[Start of section]
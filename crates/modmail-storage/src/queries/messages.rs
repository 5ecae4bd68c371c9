// SPDX-FileCopyrightText: 2026 Modmail Contributors
// SPDX-License-Identifier: MIT OR Apache-2.0

//! History line operations.

use modmail_core::{ModmailError, UserId};
use rusqlite::params;

use crate::database::Database;

/// Append one history line to the user's conversation.
///
/// The insert is conditional on the conversation existing, so a line for a
/// closed conversation is dropped rather than orphaned. Returns whether a
/// line was written.
pub async fn append_message(db: &Database, user: &UserId, line: &str) -> Result<bool, ModmailError> {
    let user = user.0.clone();
    let line = line.to_string();
    db.connection()
        .call(move |conn| {
            let written = conn.execute(
                "INSERT INTO conversation_messages (user_id, content)
                 SELECT ?1, ?2 WHERE EXISTS (SELECT 1 FROM conversations WHERE user_id = ?1)",
                params![user, line],
            )?;
            Ok(written == 1)
        })
        .await
        .map_err(crate::database::map_tr_err)
}

/// Number of history lines stored for the user.
pub async fn count_messages(db: &Database, user: &UserId) -> Result<usize, ModmailError> {
    let user = user.0.clone();
    db.connection()
        .call(move |conn| {
            let count: i64 = conn.query_row(
                "SELECT COUNT(*) FROM conversation_messages WHERE user_id = ?1",
                params![user],
                |row| row.get(0),
            )?;
            Ok(count as usize)
        })
        .await
        .map_err(crate::database::map_tr_err)
}

/// Loads a user's history lines in insertion order.
///
/// Runs on the connection thread; callers compose it inside `call()`.
pub(crate) fn load_lines(
    conn: &rusqlite::Connection,
    user_id: &str,
) -> Result<Vec<String>, rusqlite::Error> {
    let mut stmt = conn.prepare_cached(
        "SELECT content FROM conversation_messages WHERE user_id = ?1 ORDER BY id ASC",
    )?;
    let rows = stmt.query_map(params![user_id], |row| row.get::<_, String>(0))?;
    rows.collect()
}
[End of section]
# Aim of the task
Exactly reproduce all of the entries.

# Expected answer
filename crates/modmail-storage/src/queries/messages.rs
repository 5ecae4bd68c371c9
// SPDX-FileCopyrightText: 2026 Modmail Contributors
// SPDX-License-Identifier: MIT OR Apache-2.0

//! History line operations.

use modmail_core::{ModmailError, UserId};
use rusqlite::params;

use crate::database::Database;

/// Append one history line to the user's conversation.
///
/// The insert is conditional on the conversation existing, so a line for a
/// closed conversation is dropped rather than orphaned. Returns whether a
/// line was written.
pub async fn append_message(db: &Database, user: &UserId, line: &str) -> Result<bool, ModmailError> {
    let user = user.0.clone();
    let line = line.to_string();
    db.connection()
        .call(move |conn| {
            let written = conn.execute(
                "INSERT INTO conversation_messages (user_id, content)
                 SELECT ?1, ?2 WHERE EXISTS (SELECT 1 FROM conversations WHERE user_id = ?1)",
                params![user, line],
            )?;
            Ok(written == 1)
        })
        .await
        .map_err(crate::database::map_tr_err)
}

/// Number of history lines stored for the user.
pub async fn count_messages(db: &Database, user: &UserId) -> Result<usize, ModmailError> {
    let user = user.0.clone();
    db.connection()
        .call(move |conn| {
            let count: i64 = conn.query_row(
                "SELECT COUNT(*) FROM conversation_messages WHERE user_id = ?1",
                params![user],
                |row| row.get(0),
            )?;
            Ok(count as usize)
        })
        .await
        .map_err(crate::database::map_tr_err)
}

/// Loads a user's history lines in insertion order.
///
/// Runs on the connection thread; callers compose it inside `call()`.
pub(crate) fn load_lines(
    conn: &rusqlite::Connection,
    user_id: &str,
) -> Result<Vec<String>, rusqlite::Error> {
    let mut stmt = conn.prepare_cached(
        "SELECT content FROM conversation_messages WHERE user_id = ?1 ORDER BY id ASC",
    )?;
    let rows = stmt.query_map(params![user_id], |row| row.get::<_, String>(0))?;
    rows.collect()
}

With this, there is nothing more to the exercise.